La réflexion sur cette expérience est "soigneuse" ; elle demande des efforts. Le doute est permis mais il n'est pas premier, ni spontané, ni immédiat. Le doute va naître d'une considération qui sollicite l'étude, la sagacité et des connaissances. Qui douterait de veiller s'il s'en tenait aux impressions immédiates de la veille ? La suspicion sur l'état de veille est le fruit d'un raisonnement qui n'a rien de commun : "je me ressouviens d'avoir été souvent trompé". Le doute vient du souvenir de la déception et de la tromperie : ce qui m'a trompé peut encore et maintenant me tromper alors même que je crois être le plus assuré de veiller. Il s'agit donc de l'extension d'expériences malheureuses au cas présent. Cette extension est renforcée par la ressemblance de ces expériences fâcheuses avec celle que je suis en train de vivre et qui paraît présenter tous les caractères de la vérité ("de semblables illusions"). Ainsi, alors que les différences étaient accentuées dans la description de l'expérience, elles semblent maintenant estompées.

Il n'existe donc pas d'indices assurés pour départager la veille et le rêve. DESCARTES ne cherche des indices concluants dans le contenu perceptif du rêve : il appuie son doute sur la seule considération du raisonnement qui étend au présent le souvenir des déceptions passées ("Et m'arrêtant sur cette pensée (...)"). "(...) il n'y a point d'indices concluants, ni de marques assez certaines (...)" pour assurer de la veille : le rêve lui - même ne présente aucun caractère par où je pourrais distinguer le contenu imaginaire de la conscience avec le contenu de la conscience vigilante. La certitude de DESCARTES va donc se retourner en incertitude par le procédé le plus artificiel : un raisonnement qui ne conclut pas à l'existence de la veille va conclure, et sans doute avec un tour sophistique, à l'existence du rêve. Parce que je n'ai pas de moyen sûr de savoir que je suis éveillé, je serai peut - être en train de rêver.

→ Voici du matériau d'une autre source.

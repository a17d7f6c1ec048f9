//! Market data records

use crate::types::{Px, Qty};
use chrono::{DateTime, Duration, Utc};
use serde::{Deserialize, Serialize};

/// Last trade observation for one instrument
#[derive(Debug, Clone, Copy, PartialEq, Eq, Serialize, Deserialize)]
pub struct Ticker {
    /// Last traded price
    pub price: Px,
    /// Size of the last trade
    pub last_size: Qty,
    /// Observation time
    pub timestamp: DateTime<Utc>,
}

/// OHLCV candle for one interval
#[derive(Debug, Clone, Copy, PartialEq, Eq, Serialize, Deserialize)]
pub struct Candle {
    /// Interval start
    pub start: DateTime<Utc>,
    /// Interval length in seconds
    pub duration_secs: u32,
    /// Open price
    pub open: Px,
    /// High price
    pub high: Px,
    /// Low price
    pub low: Px,
    /// Close price
    pub close: Px,
    /// Traded volume
    pub volume: Qty,
}

impl Candle {
    /// Start a candle from its first ticker
    #[must_use]
    pub fn open_at(start: DateTime<Utc>, duration_secs: u32, ticker: &Ticker) -> Self {
        Self {
            start,
            duration_secs,
            open: ticker.price,
            high: ticker.price,
            low: ticker.price,
            close: ticker.price,
            volume: ticker.last_size,
        }
    }

    /// Fold one more ticker into the candle
    pub fn update(&mut self, ticker: &Ticker) {
        self.high = self.high.max(ticker.price);
        self.low = self.low.min(ticker.price);
        self.close = ticker.price;
        self.volume += ticker.last_size;
    }

    /// End of the interval (exclusive)
    #[must_use]
    pub fn end(&self) -> DateTime<Utc> {
        self.start + Duration::seconds(i64::from(self.duration_secs))
    }
}

/// One rung of the ladder: trigger price and order size
#[derive(Debug, Clone, Copy, PartialEq, Eq, Serialize, Deserialize)]
pub struct Point {
    /// Limit price
    pub price: Px,
    /// Order size
    pub size: Qty,
}

impl Point {
    /// Create a point
    #[must_use]
    pub const fn new(price: Px, size: Qty) -> Self {
        Self { price, size }
    }
}

#[cfg(test)]
mod tests {
    use super::*;
    use chrono::TimeZone;

    #[test]
    fn test_candle_update() {
        let start = Utc.with_ymd_and_hms(2024, 1, 1, 10, 0, 0).unwrap();
        let t = |p: f64| Ticker { price: Px::new(p), last_size: Qty::new(0.5), timestamp: start };
        let mut candle = Candle::open_at(start, 60, &t(100.0));
        candle.update(&t(105.0));
        candle.update(&t(95.0));
        candle.update(&t(101.0));
        assert_eq!(candle.open, Px::new(100.0));
        assert_eq!(candle.high, Px::new(105.0));
        assert_eq!(candle.low, Px::new(95.0));
        assert_eq!(candle.close, Px::new(101.0));
        assert_eq!(candle.volume, Qty::new(2.0));
        assert_eq!(candle.end(), start + Duration::seconds(60));
    }
}
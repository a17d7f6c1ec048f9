//! Exchange client shared by every product of one exchange
//!
//! The client owns the account-wide order feed. Every order view it learns
//! about, from the feed, from polling or from explicit lookups, is merged
//! into a per-order record and republished to that order's subscribers only
//! when the merge changed something. Filled orders go to the datastore.

use crate::api::{ExchangeApi, ProductInfo};
use crate::datastore::Datastore;
use crate::error::{ExchangeError, ExchangeResult};
use crate::product::Product;
use crate::submitter::Submitter;
use crate::watcher::{Watcher, WatcherOptions};
use async_trait::async_trait;
use bus::{Receiver, Topic};
use chrono::{DateTime, Utc};
use common::{CancelCause, CancelScope, ClientOrderId, Order, OrderId, OrderStatus, Px, Qty, Side, Ticker};
use parking_lot::Mutex;
use rustc_hash::FxHashMap;
use std::sync::atomic::{AtomicBool, Ordering};
use std::sync::{Arc, Weak};
use std::time::Duration;
use tokio::sync::mpsc;
use tokio::task::JoinHandle;
use tracing::{debug, info, warn};

/// Client settings
#[derive(Debug, Clone)]
pub struct ClientOptions {
    /// How long acknowledged client ids are remembered
    pub submit_cache_ttl: Duration,
    /// Delay before resubscribing to a failed feed
    pub feed_retry_interval: Duration,
    /// Interval between polls of open orders
    pub order_poll_interval: Duration,
    /// Candle width in seconds
    pub candle_interval_secs: u32,
}

impl Default for ClientOptions {
    fn default() -> Self {
        Self {
            submit_cache_ttl: Duration::from_secs(600),
            feed_retry_interval: Duration::from_secs(5),
            order_poll_interval: Duration::from_secs(30),
            candle_interval_secs: 60,
        }
    }
}

struct OrderEntry {
    order: Order,
    topic: Topic<Order>,
}

struct Shared {
    api: Arc<dyn ExchangeApi>,
    submitter: Submitter,
    orders: Mutex<FxHashMap<OrderId, OrderEntry>>,
    datastore: Option<Arc<Datastore>>,
}

impl Shared {
    /// Merge `update` into the known view and return the result
    fn dispatch(&self, update: &Order) -> Order {
        let merged = {
            let mut orders = self.orders.lock();
            match orders.get_mut(&update.order_id) {
                Some(entry) => {
                    let merged = Order::merge(&entry.order, update);
                    if merged != entry.order {
                        entry.order = merged.clone();
                        entry.topic.publish(merged.clone());
                    }
                    merged
                }
                None => {
                    let topic = Topic::new();
                    topic.publish(update.clone());
                    orders.insert(update.order_id.clone(), OrderEntry { order: update.clone(), topic });
                    update.clone()
                }
            }
        };

        if let Some(client_id) = &merged.client_order_id {
            self.submitter.record(client_id, &merged.order_id);
        }
        if merged.is_terminal() && !merged.filled_size.is_zero() {
            if let Some(ds) = &self.datastore {
                if let Err(e) = ds.save_filled_orders(std::slice::from_ref(&merged)) {
                    warn!(order_id = %merged.order_id, "could not save filled order: {e}");
                }
            }
        }
        merged
    }

    /// Start tracking an order this process just created
    fn track(&self, order_id: &OrderId, client_id: &ClientOrderId, product_id: &str, side: Side) {
        let mut orders = self.orders.lock();
        orders.entry(order_id.clone()).or_insert_with(|| OrderEntry {
            order: Order {
                order_id: order_id.clone(),
                client_order_id: Some(client_id.clone()),
                product_id: product_id.to_string(),
                side: Some(side),
                status: OrderStatus::Pending,
                ..Order::default()
            },
            topic: Topic::new(),
        });
    }

    /// List recent orders of every status and dispatch them; returns how
    /// many were listed
    async fn backfill(&self, lookback: Duration) -> ExchangeResult<usize> {
        let mut since = Utc::now() - chrono::Duration::from_std(lookback).unwrap_or(chrono::Duration::zero());
        if let Some(ds) = &self.datastore {
            match ds.last_filled_time() {
                Ok(Some(last)) => since = since.min(last),
                Ok(None) => {}
                Err(e) => warn!("could not read last fill time: {e}"),
            }
        }
        let orders = self.api.list_orders(None, Some(since)).await?;
        for order in &orders {
            self.dispatch(order);
        }
        debug!(%since, count = orders.len(), "backfilled orders");
        Ok(orders.len())
    }

    fn open_order_ids(&self) -> Vec<OrderId> {
        let orders = self.orders.lock();
        orders.values().filter(|e| !e.order.is_terminal()).map(|e| e.order.order_id.clone()).collect()
    }
}

/// Connection to one exchange
///
/// Opened with [`Client::connect`].
pub struct Client {
    shared: Arc<Shared>,
    opts: ClientOptions,
    scope: CancelScope,
    tasks: Mutex<Vec<JoinHandle<()>>>,
    products: Mutex<Vec<Arc<ClientProduct>>>,
}

impl Client {
    /// Connect through `api`, saving filled orders and candles into
    /// `datastore` when given
    ///
    /// The order feed is subscribed before this returns. Recent orders of
    /// every status are then listed and dispatched, which remembers their
    /// client ids for idempotent resubmission and saves fills made while no
    /// client was running. The listing starts at the last saved fill bucket
    /// or one submit-cache TTL ago, whichever is earlier.
    ///
    /// # Errors
    /// Transport failures while subscribing or listing.
    pub async fn connect(
        api: Arc<dyn ExchangeApi>,
        opts: ClientOptions,
        datastore: Option<Arc<Datastore>>,
    ) -> ExchangeResult<Self> {
        let shared = Arc::new(Shared {
            api,
            submitter: Submitter::new(opts.submit_cache_ttl),
            orders: Mutex::new(FxHashMap::default()),
            datastore,
        });
        let feed = shared.api.subscribe_orders().await?;
        let backfilled = shared.backfill(opts.submit_cache_ttl).await?;

        let scope = CancelScope::new();
        let tasks = vec![
            tokio::spawn(order_feed(Arc::clone(&shared), scope.clone(), opts.feed_retry_interval, feed)),
            tokio::spawn(order_poller(Arc::clone(&shared), scope.clone(), opts.order_poll_interval)),
        ];
        info!(exchange = shared.api.name(), backfilled, "exchange client started");
        Ok(Self { shared, opts, scope, tasks: Mutex::new(tasks), products: Mutex::new(Vec::new()) })
    }

    /// Exchange name
    #[must_use]
    pub fn exchange_name(&self) -> &str {
        self.shared.api.name()
    }

    /// Datastore receiving fills and candles
    #[must_use]
    pub fn datastore(&self) -> Option<&Arc<Datastore>> {
        self.shared.datastore.as_ref()
    }

    /// Order id the exchange acknowledged for `client_id`, if remembered
    #[must_use]
    pub fn lookup_client_id(&self, client_id: &ClientOrderId) -> Option<OrderId> {
        self.shared.submitter.lookup(client_id)
    }

    /// Open `product_id` for trading and start watching its price
    ///
    /// # Errors
    /// Unknown products, transport failures, and [`ExchangeError::Closed`]
    /// after [`Client::close`].
    pub async fn open_product(&self, product_id: &str) -> ExchangeResult<Arc<ClientProduct>> {
        if self.scope.is_cancelled() {
            return Err(ExchangeError::Closed);
        }
        let info = self.shared.api.product_info(product_id).await?;
        let watcher = Watcher::start(
            Arc::clone(&self.shared.api),
            &info,
            self.shared.datastore.clone(),
            &self.scope,
            WatcherOptions {
                retry_interval: self.opts.feed_retry_interval,
                candle_interval_secs: self.opts.candle_interval_secs,
            },
        );
        let product = Arc::new(ClientProduct {
            shared: Arc::downgrade(&self.shared),
            exchange_name: self.shared.api.name().to_string(),
            info,
            watcher,
            closed: AtomicBool::new(false),
        });
        self.products.lock().push(Arc::clone(&product));
        debug!(product_id, "opened product");
        Ok(product)
    }

    /// Close every product, stop the feeds and end every order subscription
    pub async fn close(&self) {
        let products = std::mem::take(&mut *self.products.lock());
        for product in products {
            product.close().await;
        }
        self.scope.cancel(CancelCause::Closed);
        let tasks = std::mem::take(&mut *self.tasks.lock());
        for task in tasks {
            if let Err(e) = task.await {
                warn!("client task failed: {e}");
            }
        }
        for entry in self.shared.orders.lock().values() {
            entry.topic.close();
        }
        info!(exchange = self.shared.api.name(), "exchange client closed");
    }
}

async fn order_feed(
    shared: Arc<Shared>,
    scope: CancelScope,
    retry: Duration,
    first: mpsc::UnboundedReceiver<Order>,
) {
    let mut connected = Some(first);
    loop {
        let feed = match connected.take() {
            Some(feed) => Ok(feed),
            None => match scope.run(shared.api.subscribe_orders()).await {
                Err(_) => return,
                Ok(feed) => feed,
            },
        };
        match feed {
            Err(e) => warn!("order feed subscription failed: {e}"),
            Ok(mut feed) => {
                info!("order feed connected");
                loop {
                    match scope.run(feed.recv()).await {
                        Err(_) => return,
                        Ok(Some(order)) => {
                            shared.dispatch(&order);
                        }
                        Ok(None) => {
                            warn!("order feed ended");
                            break;
                        }
                    }
                }
            }
        }
        if scope.sleep(retry).await.is_err() {
            return;
        }
    }
}

async fn order_poller(shared: Arc<Shared>, scope: CancelScope, every: Duration) {
    while scope.sleep(every).await.is_ok() {
        for order_id in shared.open_order_ids() {
            match scope.run(shared.api.get_order(&order_id)).await {
                Err(_) => return,
                Ok(Ok(order)) => {
                    shared.dispatch(&order);
                }
                Ok(Err(e)) => debug!(%order_id, "order poll failed: {e}"),
            }
        }
    }
}

/// One product of a [`Client`]
pub struct ClientProduct {
    shared: Weak<Shared>,
    exchange_name: String,
    info: ProductInfo,
    watcher: Watcher,
    closed: AtomicBool,
}

impl ClientProduct {
    fn shared(&self) -> ExchangeResult<Arc<Shared>> {
        if self.closed.load(Ordering::Acquire) {
            return Err(ExchangeError::Closed);
        }
        self.shared.upgrade().ok_or(ExchangeError::Closed)
    }

    async fn limit(&self, side: Side, client_id: &ClientOrderId, size: Qty, price: Px) -> ExchangeResult<OrderId> {
        let shared = self.shared()?;
        let order_id = shared.submitter.submit(shared.api.as_ref(), &self.info, client_id, side, size, price).await?;
        shared.track(&order_id, client_id, &self.info.product_id, side);
        Ok(order_id)
    }

    /// Product limits as reported when the product was opened
    #[must_use]
    pub const fn info(&self) -> &ProductInfo {
        &self.info
    }

    /// Stop the price watcher; later calls do nothing
    pub async fn close(&self) {
        if self.closed.swap(true, Ordering::AcqRel) {
            return;
        }
        self.watcher.close().await;
        debug!(product_id = %self.info.product_id, "closed product");
    }
}

#[async_trait]
impl Product for ClientProduct {
    fn product_id(&self) -> &str {
        &self.info.product_id
    }

    fn exchange_name(&self) -> &str {
        &self.exchange_name
    }

    fn base_min_size(&self) -> Qty {
        self.info.base_min_size
    }

    async fn limit_buy(&self, client_id: &ClientOrderId, size: Qty, price: Px) -> ExchangeResult<OrderId> {
        self.limit(Side::Buy, client_id, size, price).await
    }

    async fn limit_sell(&self, client_id: &ClientOrderId, size: Qty, price: Px) -> ExchangeResult<OrderId> {
        self.limit(Side::Sell, client_id, size, price).await
    }

    async fn cancel(&self, order_id: &OrderId) -> ExchangeResult<()> {
        let shared = self.shared()?;
        let response = shared.api.cancel_order(order_id).await?;
        if !response.success {
            return Err(ExchangeError::Rejected { reason: response.failure_reason.unwrap_or_default() });
        }
        Ok(())
    }

    async fn get(&self, order_id: &OrderId) -> ExchangeResult<Order> {
        let shared = self.shared()?;
        let order = shared.api.get_order(order_id).await?;
        Ok(shared.dispatch(&order))
    }

    async fn list(&self) -> ExchangeResult<Vec<Order>> {
        let shared = self.shared()?;
        let orders = shared.api.list_open_orders(&self.info.product_id).await?;
        Ok(orders.iter().map(|o| shared.dispatch(o)).collect())
    }

    async fn list_since(&self, since: Option<DateTime<Utc>>) -> ExchangeResult<Vec<Order>> {
        let shared = self.shared()?;
        let orders = shared.api.list_orders(Some(&self.info.product_id), since).await?;
        Ok(orders.iter().map(|o| shared.dispatch(o)).collect())
    }

    fn ticker_stream(&self) -> ExchangeResult<Receiver<Ticker>> {
        if self.closed.load(Ordering::Acquire) {
            return Err(ExchangeError::Closed);
        }
        self.watcher.subscribe().map_err(|_| ExchangeError::Closed)
    }

    fn order_updates(&self, order_id: &OrderId) -> Option<Receiver<Order>> {
        let shared = self.shared.upgrade()?;
        let orders = shared.orders.lock();
        orders.get(order_id).and_then(|e| e.topic.subscribe(1, true).ok())
    }
}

"(...) j'en suis tout étonné" et cet étonnement est lui - même étonnant. L'étonnement concerne une relation à ce qui est nouveau et quoi de plus familier que le rêve, que la veille, que la distinction clairement vécu entre ces deux états ? Mais l'étonnement est étonnant aussi parce qu'il est méthodiquement construit : il ne surgit pas d'une relation spontanée du sujet à ses contenus de conscience ; il est au contraire l'effet d'un raisonnement dont la validité reste à établir. L'étonnement de DESCARTES est étonnant enfin parce que c'est cet étonnement qui produirait la certitude de l'incertitude : "(...) mon étonnement est tel, qu'il est presque capable de me persuader que je dors". Il est presque capable de me persuader. On ne peut mieux souligner et la facilité ordinaire de chacun à savoir qu'il veille et l'artificialité du raisonnement qui conduit à construire la fiction du rêve éveillé.

 


Est - il sûr que je ne peux pas : "(...) distinguer nettement la veille d'avec le sommeil (...)" ? Ne peut - on pas trouver dans le contenu du rêve lui - même un moyen pour opérer cette distinction ? Le rêve présente peut - être un rapport particulier de la conscience au corps et au monde extérieur.